This is an exercise in building a simple blind predictive model based on a team’s historical stats in 4 areas: pass and rush efficiency, and avg EPA for special teams and penalties. The season long experiment will track how well future games are determined by past statistical performance and compare that record against Vegas betting lines.
Week 10 was a let down. While the model picked 11 of 14 winners, which is great, Vegas managed to pick 12, which is greater. In addition, I went 6 - 7 - 1 against the spread (DET was a push), marking only the 2nd week I have been below 0.500.
On the season, my model is pretty much on the money with point spreads on average ( +0.1 per game), which is over a full point better than Vegas. That is mostly why I am 54.5% against the spread for the year.

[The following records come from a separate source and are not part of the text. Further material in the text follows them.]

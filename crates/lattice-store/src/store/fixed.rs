//! Fixed-size record store
//!
//! A [`FixedRecordStore`] maps record ids onto equal-size slots of a paged
//! store file. Reads go through the page file's optimistic retry protocol
//! with three strictness levels ([`LoadMode`]); writes keep the paired
//! [`IdAllocator`] in sync, including the bookkeeping for records that
//! spill into a secondary unit slot. When the allocator's persisted state
//! is missing or untrustworthy the store heals itself by scanning for the
//! highest in-use record and re-deriving the free list.

use crate::error::{Error, Result};
use crate::id::{IdAllocator, IdMarker};
use crate::page_cache::PagedFile;
use crate::store::StoreConfig;
use crate::store::record::{
    LoadMode, RecordCodec, STORE_FORMAT_VERSION, STORE_HEADER_SIZE, STORE_MAGIC, StoreHeader,
    StoreRecord,
};
use std::path::{Path, PathBuf};
use tracing::{debug, info, warn};

/// Store statistics snapshot
#[derive(Debug, Clone)]
pub struct StoreStats {
    /// One past the highest id ever allocated
    pub high_id: u64,
    /// Ids currently allocated and not freed
    pub ids_in_use: u64,
    /// Size of the store file in bytes
    pub file_size: u64,
    /// Record slot size in bytes
    pub record_size: u32,
}

/// Durable mapping `id -> fixed-size record` for one record kind.
pub struct FixedRecordStore<C: RecordCodec> {
    codec: C,
    file: PagedFile,
    ids: IdAllocator,
    header: StoreHeader,
    record_size: u32,
    records_per_page: u32,
    reserved_low_ids: u64,
    path: PathBuf,
}
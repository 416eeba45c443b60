//! Record capability traits and load-mode policy
//!
//! Entity-specific behavior is a value, not a subclass: a concrete store is
//! a [`crate::store::FixedRecordStore`] parameterized by a [`RecordCodec`]
//! supplying the record size, the in-use probe and the decode/encode pair
//! for one record kind. Records themselves expose a small common surface
//! through [`StoreRecord`] (id, in-use flag, created flag, secondary unit
//! bookkeeping) that the generic store uses for id accounting.

use crate::{Error, Result};

/// Null record reference: marks "no next block" in chains and is the
/// reserved id no allocator ever hands out.
pub const NULL_REFERENCE: u64 = u64::MAX;

/// Magic tag identifying a Lattice store file
pub const STORE_MAGIC: u32 = 0x4C54_5253;

/// On-disk store format version
pub const STORE_FORMAT_VERSION: u32 = 1;

/// Size in bytes of the store header written at the start of page 0
pub const STORE_HEADER_SIZE: usize = 16;

/// How strict a record read is about what it finds.
#[derive(Debug, Clone, Copy, PartialEq, Eq, Default)]
pub enum LoadMode {
    /// Decode and fail with an invalid-record error if the record is not
    /// in use or its on-disk shape is invalid
    #[default]
    Normal,
    /// Decode best-effort and return without raising on not-in-use;
    /// used for optimistic lookups
    Check,
    /// Always decode whatever bytes are present, in use or not; used by
    /// recovery and consistency tooling
    Force,
}

impl LoadMode {
    /// Whether record contents should be decoded given the in-use flag
    pub(crate) fn should_load(self, in_use: bool) -> bool {
        in_use || self == LoadMode::Force
    }

    /// Verify a record after its slot was read
    pub(crate) fn verify_after_read(self, in_use: bool, id: u64) -> Result<()> {
        if self == LoadMode::Normal && !in_use {
            return Err(Error::invalid_record(format!("Record {id} not in use")));
        }
        Ok(())
    }

    /// Verify after the slot could not be read at all (beyond end of file)
    pub(crate) fn verify_after_not_read(self, id: u64) -> Result<()> {
        if self == LoadMode::Normal {
            return Err(Error::invalid_record(format!(
                "Record {id} is beyond the end of the store"
            )));
        }
        Ok(())
    }
}

/// Store header persisted at the start of page 0.
///
/// Written once at creation and re-validated on every open. `data` carries
/// one entity-specific word (dynamic stores keep their block size there).
#[derive(Debug, Clone, Copy, PartialEq, Eq)]
pub struct StoreHeader {
    /// Size of every record slot in bytes
    pub record_size: u32,
    /// Entity-specific header word
    pub data: u32,
}

/// Common surface of every record kind, used by the generic store for
/// reading, writing and id accounting.
pub trait StoreRecord: Clone + Default {
    /// Record id (slot address)
    fn id(&self) -> u64;
    /// Set the record id
    fn set_id(&mut self, id: u64);
    /// Whether the slot holds live data
    fn in_use(&self) -> bool;
    /// Set the in-use flag
    fn set_in_use(&mut self, in_use: bool);
    /// Whether the record was freshly created in the current operation
    fn is_created(&self) -> bool;
    /// Reset all fields to the empty, not-in-use state, keeping the id
    fn clear(&mut self);

    /// Whether the record's payload needs a linked auxiliary slot
    fn requires_secondary_unit(&self) -> bool {
        false
    }
    /// Id of the linked auxiliary slot, or [`NULL_REFERENCE`]
    fn secondary_unit_id(&self) -> u64 {
        NULL_REFERENCE
    }
    /// Whether a secondary unit id has been assigned
    fn has_secondary_unit_id(&self) -> bool {
        self.secondary_unit_id() != NULL_REFERENCE
    }
    /// Whether the secondary unit was assigned in the current operation
    fn is_secondary_unit_created(&self) -> bool {
        false
    }
}

/// Per-record-kind codec capability: sizes, in-use probe, decode/encode.
pub trait RecordCodec: Send + Sync {
    /// Record type this codec reads and writes
    type Record: StoreRecord;

    /// Short name used in log and error messages
    fn type_descriptor(&self) -> &'static str;

    /// Header to write when creating a new store of this kind
    fn store_header(&self) -> StoreHeader;

    /// Record size given the store header read from disk
    fn record_size(&self, header: &StoreHeader) -> u32 {
        header.record_size
    }

    /// Validate a header read from disk against this codec
    fn check_header(&self, header: &StoreHeader) -> Result<()> {
        let expected = self.store_header().record_size;
        if header.record_size != expected {
            return Err(Error::underlying_storage(format!(
                "{} store header declares record size {} but this format requires {}",
                self.type_descriptor(),
                header.record_size,
                expected
            )));
        }
        Ok(())
    }

    /// Highest id this record format can address
    fn max_id(&self) -> u64;

    /// Probe the in-use flag without decoding the whole record
    fn is_in_use(&self, bytes: &[u8]) -> bool;

    /// Decode a record from its slot bytes.
    ///
    /// Must be a pure function of `bytes`: the store re-invokes it after
    /// torn reads. `mode` selects how strict decoding is about invalid
    /// shapes ([`LoadMode::Force`] decodes whatever is present).
    fn decode(&self, bytes: &[u8], record: &mut Self::Record, mode: LoadMode) -> Result<()>;

    /// Encode a record into its slot bytes (`bytes.len()` == record size)
    fn encode(&self, record: &Self::Record, bytes: &mut [u8]);

    /// Encode the secondary-unit slot for a record that requires one
    fn encode_secondary(&self, _record: &Self::Record, _bytes: &mut [u8]) {}

    /// Chain link: id of the next record, or [`NULL_REFERENCE`]
    fn next_reference(&self, _record: &Self::Record) -> u64 {
        NULL_REFERENCE
    }
}
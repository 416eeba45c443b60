//! Dynamic (chained) record store
//!
//! Variable-length payloads (strings, arrays, long token names) are stored
//! as linked chains of fixed-size blocks layered on a [`FixedRecordStore`].
//! Each block carries an in-use flag, a start-of-chain flag, the payload
//! length used within the block and a pointer to the next block (or
//! [`NULL_REFERENCE`]). Allocation prefers blocks handed back by the caller
//! (the previous version of the same logical value) before asking the id
//! allocator for fresh ones; traversal is a lazy cursor with an optional
//! cycle guard against corrupt next-pointers.
//!
//! Block layout: `flags (1) | length (4) | next (8) | payload`. The first
//! block of a chain may prefix its payload with a small type header used by
//! higher-level value decoding; this store treats it as opaque payload
//! bytes and preserves it byte for byte.

use crate::error::{Error, Result};
use crate::store::StoreConfig;
use crate::store::fixed::FixedRecordStore;
use crate::store::record::{LoadMode, NULL_REFERENCE, RecordCodec, StoreHeader, StoreRecord};
use std::collections::HashSet;
use std::path::Path;

/// Bytes of block metadata before the payload
pub const BLOCK_HEADER_SIZE: usize = 13;

/// Smallest allowed block size (one payload byte)
pub const MIN_BLOCK_SIZE: u32 = BLOCK_HEADER_SIZE as u32 + 1;

const FLAG_IN_USE: u8 = 0x01;
const FLAG_START: u8 = 0x02;

/// One block of a dynamic record chain
#[derive(Debug, Clone, PartialEq, Eq)]
pub struct DynamicRecord {
    /// Block id (slot address)
    pub id: u64,
    /// Whether the slot holds live data
    pub in_use: bool,
    /// Whether the block was freshly allocated in the current operation
    pub created: bool,
    /// Whether this block starts a chain
    pub start_of_chain: bool,
    /// Id of the next block, or [`NULL_REFERENCE`]
    pub next: u64,
    /// Payload bytes used in this block
    pub data: Vec<u8>,
}

impl Default for DynamicRecord {
    fn default() -> Self {
        Self {
            id: 0,
            in_use: false,
            created: false,
            start_of_chain: false,
            next: NULL_REFERENCE,
            data: Vec::new(),
        }
    }
}

impl StoreRecord for DynamicRecord {
    fn id(&self) -> u64 {
        self.id
    }
    fn set_id(&mut self, id: u64) {
        self.id = id;
    }
    fn in_use(&self) -> bool {
        self.in_use
    }
    fn set_in_use(&mut self, in_use: bool) {
        self.in_use = in_use;
    }
    fn is_created(&self) -> bool {
        self.created
    }
    fn clear(&mut self) {
        *self = Self {
            id: self.id,
            ..Self::default()
        };
    }
}

/// Codec for dynamic record blocks. The block size is fixed per store and
/// persisted in the store header, so reopening adopts whatever size the
/// store was created with.
pub struct DynamicRecordCodec {
    block_size: u32,
}

impl DynamicRecordCodec {
    /// Codec for blocks of `block_size` bytes (header + payload)
    pub fn new(block_size: u32) -> Self {
        Self { block_size }
    }
}

impl RecordCodec for DynamicRecordCodec {
    type Record = DynamicRecord;

    fn type_descriptor(&self) -> &'static str {
        "dynamic"
    }

    fn store_header(&self) -> StoreHeader {
        StoreHeader {
            record_size: self.block_size,
            data: self.block_size,
        }
    }

    fn record_size(&self, header: &StoreHeader) -> u32 {
        header.data
    }

    fn check_header(&self, header: &StoreHeader) -> Result<()> {
        if header.data < MIN_BLOCK_SIZE {
            return Err(Error::underlying_storage(format!(
                "Dynamic store header declares block size {}, below the minimum of {}",
                header.data, MIN_BLOCK_SIZE
            )));
        }
        Ok(())
    }

    fn max_id(&self) -> u64 {
        (1 << 36) - 1
    }

    fn is_in_use(&self, bytes: &[u8]) -> bool {
        bytes[0] & FLAG_IN_USE != 0
    }

    fn decode(&self, bytes: &[u8], record: &mut DynamicRecord, mode: LoadMode) -> Result<()> {
        let flags = bytes[0];
        record.in_use = flags & FLAG_IN_USE != 0;
        record.start_of_chain = flags & FLAG_START != 0;
        let length = u32::from_le_bytes(bytes[1..5].try_into().unwrap_or([0; 4])) as usize;
        record.next = u64::from_le_bytes(bytes[5..13].try_into().unwrap_or([0; 8]));

        let capacity = bytes.len() - BLOCK_HEADER_SIZE;
        if length > capacity {
            if mode == LoadMode::Normal {
                return Err(Error::invalid_record(format!(
                    "Dynamic block {} declares payload length {length} beyond its capacity of \
                     {capacity} bytes",
                    record.id
                )));
            }
            // Best-effort modes clamp to whatever is actually there.
            record.data = bytes[BLOCK_HEADER_SIZE..].to_vec();
            return Ok(());
        }
        record.data = bytes[BLOCK_HEADER_SIZE..BLOCK_HEADER_SIZE + length].to_vec();
        Ok(())
    }

    fn encode(&self, record: &DynamicRecord, bytes: &mut [u8]) {
        let mut flags = 0u8;
        if record.in_use {
            flags |= FLAG_IN_USE;
        }
        if record.start_of_chain {
            flags |= FLAG_START;
        }
        bytes[0] = flags;
        bytes[1..5].copy_from_slice(&(record.data.len() as u32).to_le_bytes());
        bytes[5..13].copy_from_slice(&record.next.to_le_bytes());
        bytes[BLOCK_HEADER_SIZE..BLOCK_HEADER_SIZE + record.data.len()]
            .copy_from_slice(&record.data);
    }

    fn next_reference(&self, record: &DynamicRecord) -> u64 {
        record.next
    }
}

/// A chain of blocks assembled by [`DynamicRecordStore::allocate_records`].
///
/// `records` is the new chain in order; `released` holds reuse blocks that
/// were not needed this time, already marked not-in-use so writing them
/// persists their deletion.
#[derive(Debug, Default)]
pub struct AllocatedChain {
    /// Blocks of the new chain, start block first
    pub records: Vec<DynamicRecord>,
    /// Leftover reuse blocks, marked not-in-use
    pub released: Vec<DynamicRecord>,
}

impl AllocatedChain {
    /// Id of the chain's start block
    pub fn start_id(&self) -> u64 {
        self.records.first().map_or(NULL_REFERENCE, |r| r.id)
    }
}

/// Stores payloads of arbitrary byte length as chains of fixed-size blocks.
pub struct DynamicRecordStore {
    store: FixedRecordStore<DynamicRecordCodec>,
}

impl DynamicRecordStore {
    /// Open a dynamic record store, creating it with `block_size` if it
    /// does not exist. An existing store keeps the block size recorded in
    /// its header.
    pub fn open(path: &Path, block_size: u32, config: &StoreConfig) -> Result<Self> {
        if block_size < MIN_BLOCK_SIZE {
            return Err(Error::storage(format!(
                "Block size {block_size} is below the minimum of {MIN_BLOCK_SIZE}"
            )));
        }
        let store = FixedRecordStore::open(path, DynamicRecordCodec::new(block_size), config)?;
        Ok(Self { store })
    }

    /// Payload capacity of one block
    pub fn payload_size(&self) -> usize {
        self.store.record_size() as usize - BLOCK_HEADER_SIZE
    }

    /// Split `payload` into a chain of blocks, reusing `reuse` blocks
    /// (the previous version of the same logical value) before requesting
    /// fresh ids. Only the first block carries the start-of-chain flag; the
    /// last block's next-pointer is [`NULL_REFERENCE`]. Nothing is written;
    /// pass the result to [`DynamicRecordStore::write_chain`].
    pub fn allocate_records(
        &self,
        payload: &[u8],
        reuse: Vec<DynamicRecord>,
    ) -> Result<AllocatedChain> {
        let payload_size = self.payload_size();
        let mut reuse = reuse.into_iter();
        let mut records = Vec::with_capacity(payload.len().div_ceil(payload_size).max(1));

        let mut offset = 0;
        loop {
            let chunk = payload.len().saturating_sub(offset).min(payload_size);
            let mut record = match reuse.next() {
                Some(mut existing) => {
                    existing.created = false;
                    existing
                }
                None => DynamicRecord {
                    id: self.store.next_id()?,
                    created: true,
                    ..DynamicRecord::default()
                },
            };
            record.in_use = true;
            record.start_of_chain = offset == 0;
            record.next = NULL_REFERENCE;
            record.data = payload[offset..offset + chunk].to_vec();
            records.push(record);

            offset += chunk;
            if offset >= payload.len() {
                break;
            }
        }
        for i in 0..records.len() - 1 {
            records[i].next = records[i + 1].id;
        }

        // Reuse blocks we no longer need get deleted when written.
        let released = reuse
            .map(|mut leftover| {
                leftover.in_use = false;
                leftover.created = false;
                leftover.start_of_chain = false;
                leftover.next = NULL_REFERENCE;
                leftover.data.clear();
                leftover
            })
            .collect();

        Ok(AllocatedChain { records, released })
    }

    /// Write an allocated chain (new blocks and released leftovers) under
    /// one marker scope.
    ///
    /// Blocks are written tail-first: a reader following next-pointers
    /// never reaches a block whose content has not been written yet.
    pub fn write_chain(&self, chain: &AllocatedChain) -> Result<()> {
        let mut marker = self.store.marker();
        for record in chain.records.iter().rev() {
            self.store.update_record_with(record, &mut marker)?;
        }
        for record in &chain.released {
            self.store.update_record_with(record, &mut marker)?;
        }
        Ok(())
    }

    /// Allocate and write `payload` as a new chain in one call.
    pub fn store_payload(&self, payload: &[u8], reuse: Vec<DynamicRecord>) -> Result<AllocatedChain> {
        let chain = self.allocate_records(payload, reuse)?;
        self.write_chain(&chain)?;
        Ok(chain)
    }

    /// Lazy, non-restartable traversal of the chain starting at `start_id`,
    /// following next-pointers until [`NULL_REFERENCE`].
    ///
    /// Under [`LoadMode::Normal`] the traversal fails on the first
    /// not-in-use block; under [`LoadMode::Force`] it continues through
    /// not-in-use blocks so recovery tooling can walk partially deleted
    /// chains. With `guard_cycles` the cursor tracks visited ids and fails
    /// with a chain-cycle error if a block repeats before the chain ends.
    pub fn records(&self, start_id: u64, mode: LoadMode, guard_cycles: bool) -> ChainCursor<'_> {
        ChainCursor {
            store: &self.store,
            start_id,
            next_id: start_id,
            mode,
            visited: guard_cycles.then(HashSet::new),
            finished: false,
        }
    }

    /// Read a whole chain eagerly into a vector.
    pub fn get_records(
        &self,
        start_id: u64,
        mode: LoadMode,
        guard_cycles: bool,
    ) -> Result<Vec<DynamicRecord>> {
        self.records(start_id, mode, guard_cycles).collect()
    }

    /// Concatenate the payloads of a traversed chain into the original
    /// byte sequence.
    ///
    /// Every block but the last must use its full payload capacity; a
    /// shorter inner block means the chain's encoded lengths disagree with
    /// its structure, which is fatal even for forensic reads.
    pub fn read_full_byte_array(&self, records: &[DynamicRecord]) -> Result<Vec<u8>> {
        let payload_size = self.payload_size();
        let mut bytes = Vec::with_capacity(records.len() * payload_size);
        for (index, record) in records.iter().enumerate() {
            if record.data.len() > payload_size {
                return Err(Error::invalid_record(format!(
                    "Dynamic block {} holds {} payload bytes, beyond the block capacity of {}",
                    record.id,
                    record.data.len(),
                    payload_size
                )));
            }
            if index + 1 < records.len() && record.data.len() != payload_size {
                return Err(Error::invalid_record(format!(
                    "Dynamic block {} is followed by block {} but uses only {} of {} payload \
                     bytes; chain length disagrees with its blocks",
                    record.id,
                    records[index + 1].id,
                    record.data.len(),
                    payload_size
                )));
            }
            bytes.extend_from_slice(&record.data);
        }
        Ok(bytes)
    }

    /// Delete the whole chain starting at `start_id`: every block is marked
    /// not-in-use and its id released under one marker scope. Returns the
    /// freed block ids.
    pub fn delete_chain(&self, start_id: u64) -> Result<Vec<u64>> {
        let records = self.get_records(start_id, LoadMode::Normal, true)?;
        let mut marker = self.store.marker();
        let mut freed = Vec::with_capacity(records.len());
        for mut record in records {
            record.in_use = false;
            record.created = false;
            self.store.update_record_with(&record, &mut marker)?;
            freed.push(record.id);
        }
        Ok(freed)
    }

    /// Read one block with the given strictness
    pub fn get_record(&self, id: u64, mode: LoadMode) -> Result<DynamicRecord> {
        self.store.get_record(id, mode)
    }

    /// Write one block
    pub fn update_record(&self, record: &DynamicRecord) -> Result<()> {
        self.store.update_record(record)
    }

    /// The underlying fixed record store
    pub fn store(&self) -> &FixedRecordStore<DynamicRecordCodec> {
        &self.store
    }

    /// Flush blocks to disk, then checkpoint the id allocator
    pub fn flush(&self) -> Result<()> {
        self.store.flush()
    }

    /// Flush and close, leaving a trusted id file behind
    pub fn close(self) -> Result<()> {
        self.store.close()
    }
}

/// Lazy, non-restartable cursor over one block chain
pub struct ChainCursor<'a> {
    store: &'a FixedRecordStore<DynamicRecordCodec>,
    start_id: u64,
    next_id: u64,
    mode: LoadMode,
    visited: Option<HashSet<u64>>,
    finished: bool,
}

impl Iterator for ChainCursor<'_> {
    type Item = Result<DynamicRecord>;

    fn next(&mut self) -> Option<Self::Item> {
        if self.finished || self.next_id == NULL_REFERENCE {
            return None;
        }
        let id = self.next_id;

        if let Some(visited) = &mut self.visited {
            if !visited.insert(id) {
                self.finished = true;
                return Some(Err(Error::RecordChainCycle {
                    start_id: self.start_id,
                    conflicting_id: id,
                }));
            }
        }

        match self.store.get_record(id, self.mode) {
            Ok(record) => {
                self.next_id = record.next;
                if !record.in_use && self.mode != LoadMode::Force {
                    // CHECK stops quietly at the first unused block.
                    self.finished = true;
                    return None;
                }
                Some(Ok(record))
            }
            Err(e) => {
                self.finished = true;
                Some(Err(e))
            }
        }
    }
}
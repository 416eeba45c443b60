//! Paged access to store files with optimistic torn-read detection
//!
//! A [`PagedFile`] maps a store file into fixed-size pages (8KB by default)
//! and hands out bounds-checked page views for positioned reads and writes.
//! Readers run under an optimistic protocol: every page carries a version
//! counter that writers bump around each mutation, and [`PagedFile::read_page`]
//! re-runs the caller's decode closure until it observes a stable version.
//! Decode closures must therefore be pure functions of the bytes they see —
//! no partial decode may escape into caller-visible state.
//!
//! # Architecture
//!
//! The file is memory-mapped (`memmap2`) and grown in whole pages on demand.
//! A `RwLock` guards the mapping itself (remaps exclude all page access);
//! per-page version counters implement the retry signal. Out-of-bounds
//! accesses through a page view never touch memory outside the page — they
//! raise a sticky bounds flag the caller checks after decoding, mirroring
//! the page-accessor contract record stores are written against.

use crate::{Error, Result};
use memmap2::{MmapMut, MmapOptions};
use parking_lot::RwLock;
use std::cell::Cell;
use std::fs::{File, OpenOptions};
use std::path::{Path, PathBuf};
use std::sync::atomic::{AtomicU64, Ordering};

/// Page size in bytes (8KB)
pub const PAGE_SIZE: usize = 8192;

/// Memory mapping together with its per-page version counters
struct Mapping {
    mmap: MmapMut,
    num_pages: u64,
    versions: Vec<AtomicU64>,
}

/// A store file divided into fixed-size pages
pub struct PagedFile {
    file: File,
    path: PathBuf,
    page_size: usize,
    mapping: RwLock<Mapping>,
}

impl PagedFile {
    /// Open (or create) a paged file.
    ///
    /// The mapped length is always a whole number of pages: a file whose
    /// length is not page-aligned was deliberately truncated and its partial
    /// tail page is completed with zero bytes. An empty or newly created
    /// file starts with a single zero page.
    pub fn open(path: &Path, page_size: usize, create: bool) -> Result<Self> {
        if page_size == 0 {
            return Err(Error::page_cache("Page size must be > 0"));
        }

        let file = OpenOptions::new()
            .read(true)
            .write(true)
            .create(create)
            .truncate(false)
            .open(path)
            .map_err(|e| {
                if e.kind() == std::io::ErrorKind::NotFound {
                    Error::store_not_found(format!("{}: {}", path.display(), e))
                } else {
                    Error::Io(e)
                }
            })?;

        let len = file.metadata()?.len();
        let num_pages = (len.div_ceil(page_size as u64)).max(1);
        let mapped_len = num_pages * page_size as u64;
        if mapped_len != len {
            file.set_len(mapped_len)?;
        }

        let mmap = unsafe { MmapOptions::new().len(mapped_len as usize).map_mut(&file)? };
        let mut versions = Vec::with_capacity(num_pages as usize);
        versions.resize_with(num_pages as usize, || AtomicU64::new(0));

        Ok(Self {
            file,
            path: path.to_path_buf(),
            page_size,
            mapping: RwLock::new(Mapping {
                mmap,
                num_pages,
                versions,
            }),
        })
    }

    /// Page size of this file in bytes
    pub fn page_size(&self) -> usize {
        self.page_size
    }

    /// Number of pages currently mapped
    pub fn num_pages(&self) -> u64 {
        self.mapping.read().num_pages
    }

    /// Id of the last mapped page
    pub fn last_page_id(&self) -> u64 {
        self.num_pages() - 1
    }

    /// Current file size in bytes
    pub fn file_size(&self) -> u64 {
        self.num_pages() * self.page_size as u64
    }

    /// Path of the backing file
    pub fn path(&self) -> &Path {
        &self.path
    }

    /// Grow the file so that `page_id` is mapped
    pub fn ensure_page(&self, page_id: u64) -> Result<()> {
        if page_id < self.mapping.read().num_pages {
            return Ok(());
        }
        let mut mapping = self.mapping.write();
        if page_id < mapping.num_pages {
            return Ok(());
        }

        // Double the mapped size so sequential writers don't remap per page.
        let new_pages = (mapping.num_pages * 2).max(page_id + 1);
        let new_len = new_pages * self.page_size as u64;
        mapping.mmap.flush()?;
        self.file.set_len(new_len)?;
        mapping.mmap = unsafe { MmapOptions::new().len(new_len as usize).map_mut(&self.file)? };
        mapping
            .versions
            .resize_with(new_pages as usize, || AtomicU64::new(0));
        mapping.num_pages = new_pages;
        Ok(())
    }

    /// Read a page through the optimistic retry protocol.
    ///
    /// `decode` is re-invoked from scratch until it runs against a stable
    /// page version. Returns `Ok(None)` if the page is beyond the end of the
    /// file ("not read"); otherwise `(value, out_of_bounds)` where the flag
    /// reports whether any access through the view fell outside the page.
    pub fn read_page<T>(
        &self,
        page_id: u64,
        mut decode: impl FnMut(&PageView<'_>) -> T,
    ) -> Result<Option<(T, bool)>> {
        let mapping = self.mapping.read();
        if page_id >= mapping.num_pages {
            return Ok(None);
        }
        let version = &mapping.versions[page_id as usize];
        let start = page_id as usize * self.page_size;
        let bytes = &mapping.mmap[start..start + self.page_size];

        loop {
            let before = version.load(Ordering::Acquire);
            if before & 1 == 1 {
                // A writer is mid-flight on this page.
                std::hint::spin_loop();
                continue;
            }
            let view = PageView {
                bytes,
                out_of_bounds: Cell::new(false),
            };
            let value = decode(&view);
            if version.load(Ordering::Acquire) == before {
                return Ok(Some((value, view.out_of_bounds.get())));
            }
            // Torn read: a write completed underneath us, decode again.
        }
    }

    /// Write to a page, bumping its version around the mutation.
    ///
    /// With `grow` the file is extended to contain the page; otherwise a page
    /// beyond the end of the file yields `Ok(None)`. Returns the closure's
    /// value and the view's out-of-bounds flag.
    pub fn write_page<T>(
        &self,
        page_id: u64,
        grow: bool,
        write: impl FnOnce(&mut PageViewMut<'_>) -> T,
    ) -> Result<Option<(T, bool)>> {
        if grow {
            self.ensure_page(page_id)?;
        }
        let mut mapping = self.mapping.write();
        if page_id >= mapping.num_pages {
            return Ok(None);
        }
        mapping.versions[page_id as usize].fetch_add(1, Ordering::AcqRel);

        let start = page_id as usize * self.page_size;
        let bytes = &mut mapping.mmap[start..start + self.page_size];
        let mut view = PageViewMut {
            bytes,
            out_of_bounds: false,
        };
        let value = write(&mut view);
        let out_of_bounds = view.out_of_bounds;

        mapping.versions[page_id as usize].fetch_add(1, Ordering::AcqRel);
        Ok(Some((value, out_of_bounds)))
    }

    /// Flush all mapped pages to disk
    pub fn flush(&self) -> Result<()> {
        self.mapping.read().mmap.flush()?;
        self.file.sync_all()?;
        Ok(())
    }
}
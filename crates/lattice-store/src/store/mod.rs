//! Record stores
//!
//! Every concrete store is a composition of the same parts: a
//! [`FixedRecordStore`] mapping ids onto equal-size slots of a paged file,
//! a [`crate::id::IdAllocator`] owning the id space, and — for
//! variable-length payloads — a [`DynamicRecordStore`] chaining fixed-size
//! blocks. Entity-specific record layouts plug in as [`RecordCodec`]
//! values rather than store subclasses.

mod dynamic;
mod fixed;
mod meta;
mod record;

pub use dynamic::{
    AllocatedChain, BLOCK_HEADER_SIZE, ChainCursor, DynamicRecord, DynamicRecordCodec,
    DynamicRecordStore, MIN_BLOCK_SIZE,
};
pub use fixed::{FixedRecordStore, RecordScan, StoreStats};
pub use meta::{BASE_TRANSACTION_ID, MetaCodec, MetaPosition, MetaRecord, MetadataStore};
pub use record::{
    LoadMode, NULL_REFERENCE, RecordCodec, STORE_FORMAT_VERSION, STORE_HEADER_SIZE, STORE_MAGIC,
    StoreHeader, StoreRecord,
};

use crate::page_cache::PAGE_SIZE;

/// Configuration for opening record stores
#[derive(Debug, Clone)]
pub struct StoreConfig {
    /// Page size of the backing file in bytes
    pub page_size: usize,
    /// Create the store (header and id file) if the file does not exist
    pub create_if_missing: bool,
}

impl Default for StoreConfig {
    fn default() -> Self {
        Self {
            page_size: PAGE_SIZE,
            create_if_missing: true,
        }
    }
}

In Week 11, I disagree with the Vegas predictions in 3 games, which ties for the most this year. I need at least 2 of these to stay ahead.
My model is probably picking ARI over SEA because Russell Wilson had a terrible game in week 10 and so the weighting I use is probably under-rating him. We’ll see.
The impressive week 10 performance by the Colts increased their win probabilities the rest of the year. I have a 50.8% win probability against Green Bay which is basically a coin flip. Once we make it past TEN, the game probabilities are more certain, with the exception of the Steelers.
For the year, the expected win total increased to 9.8.